Speaking therefore as one professor, I hold that the classroom, certainly one located in the humanities and social sciences, should as much as possible be treated as a microcosm of public life where each student is encouraged to craft meaningful articulations of the facts and beliefs as they understand them. As professors, we are called to introduce students to many of those facts, along with some of their more useful frameworks. But we should not abuse that power by encouraging students to confuse beliefs (neither ours nor theirs) with facts. No doubt we should share our beliefs, profess them without shame. But our students require first that we demonstrate a democratic tolerance for debate and an open-minded appreciation for contrasting opinion.

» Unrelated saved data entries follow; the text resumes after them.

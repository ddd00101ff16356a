#![allow(dead_code)]

use std::{collections::BTreeSet, time::Duration};

use serde_json::Value;
use serial_bridge::{
    events::{Event, Events},
    hotplug::Reconciler,
    mock::{MockChannel, MockDevice, MockOpener},
    relay::Relay,
    router::Router,
};
use tokio::sync::{broadcast, mpsc};

/// The hotplug cadence used by the rigs.
pub const CADENCE: Duration = Duration::from_millis(200);

/// A router wired to scripted hardware: a mock opener instead of real
/// serial ports and a mock channel instead of the downstream peer.
pub struct Rig {
    pub router: Router,
    pub opener: MockOpener,
    pub channel: MockChannel,
    pub events: broadcast::Receiver<Event>,
    pub commands: mpsc::UnboundedSender<Value>,
}

pub fn rig() -> Rig {
    let opener = MockOpener::new();
    let channel = MockChannel::new();

    let relay = Relay::spawn(Box::new(channel.clone()));
    let reconciler = Reconciler::new(Box::new(opener.clone()), 9600);

    let events = Events::new(100);
    let events_rx = events.subscribe();

    let (commands_tx, commands_rx) = mpsc::unbounded_channel();

    let router = Router::new(commands_rx, events, relay, reconciler, CADENCE);

    Rig {
        router,
        opener,
        channel,
        events: events_rx,
        commands: commands_tx,
    }
}

/// Shorthand for a set of device paths.
pub fn paths(list: &[&str]) -> BTreeSet<String> {
    list.iter().map(|s| s.to_string()).collect()
}

/// Everything published since the last drain.
pub fn drain_events(rx: &mut broadcast::Receiver<Event>) -> Vec<Event> {
    let mut events = Vec::new();
    while let Ok(event) = rx.try_recv() {
        events.push(event);
    }
    events
}

/// Complete the identification handshake for a plugged device and
/// swallow the events and `ID` requests it produced.
pub fn identify(rig: &mut Rig, device: &mut MockDevice, name: &str) {
    device.drain_written();
    device.say(name);
    rig.router.drain_device_input();
    drain_events(&mut rig.events);
}
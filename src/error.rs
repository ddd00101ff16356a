use thiserror::Error;

/// Errors that may occur in this library.
#[derive(Debug, Error)]
pub enum Error {
    /// The configuration makes no sense.
    #[error("Bad config: {0}")]
    BadConfig(String),

    /// A bus port could not be bound.
    /// This is the only fatal startup error.
    #[error("Could not bind the {role} port {port}: {source}")]
    Bind {
        /// Which transport the port belongs to.
        role: &'static str,

        /// The requested port.
        port: u16,

        /// The underlying bind failure.
        source: std::io::Error,
    },

    /// A serial device could not be opened.
    #[error("Could not open the port at `{path}`: {problem}")]
    SerialOpen {
        /// The device node path.
        path: String,

        /// What went wrong while opening.
        problem: String,
    },

    /// The serial link's I/O task is gone.
    #[error("The serial link for `{0}` is closed")]
    LinkClosed(String),

    /// The downstream peer is not ready to receive.
    #[error("The downstream peer is not ready to receive")]
    PeerNotReady,
}

impl Error {
    /// Get the inner message if this is a bad config error.
    pub fn try_into_bad_config(self) -> Result<String, Self> {
        match self {
            Error::BadConfig(message) => Ok(message),
            others => Err(others),
        }
    }
}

Some might say that this perspective demonstrates intellectual cowardice, that this day demands that we transform our classrooms into tools that may dismantle the creeping (and sometimes nakedly obvious) crisis of the Trump Age. I sympathize with that position. Indeed, I believe that Trump is not only ill-informed but that his occupation of the presidency is illegitimate. And I recognize that resistance to that which one both knows and believes to be wrong may take many forms. But for now I can imagine no better response to the anti-democratic impulses of his administration than a bravely democratic stance, to teach my students to listen to the opinions of others, to parse those opinions for the validity of stated facts and the utility of stated beliefs, and to debate them, publicly and with confidence. The story of our country, after all, is one of bad ideas holding sway for a while before ultimately being won over by good ones.
In response to an illegitimate president who mocks our values and fears our democracy, this is one professor who will speak out and push back. I will support allies in all sorts of public action to resist Trump and return our country to a positive, humane course. At the same time, I will attempt to live that difficult balance in my classroom, to encourage students to practice the principles that Trump repudiates. We will listen to each other, learn from each other, and inspire each other to speak authentically and honestly about what we believe, even at the risk of encountering opinions that strike us as wrong. We will practice that virtuous profession that counters falsity with fact while respecting the fundamental humanity of our interlocutors. No matter how wrong our opponents may be, as we define that term, we will engage them in the marketplace of ideas, not with force but with persuasion, not with hate but with love. And then, not easily, not without pain, but eventually, we will win.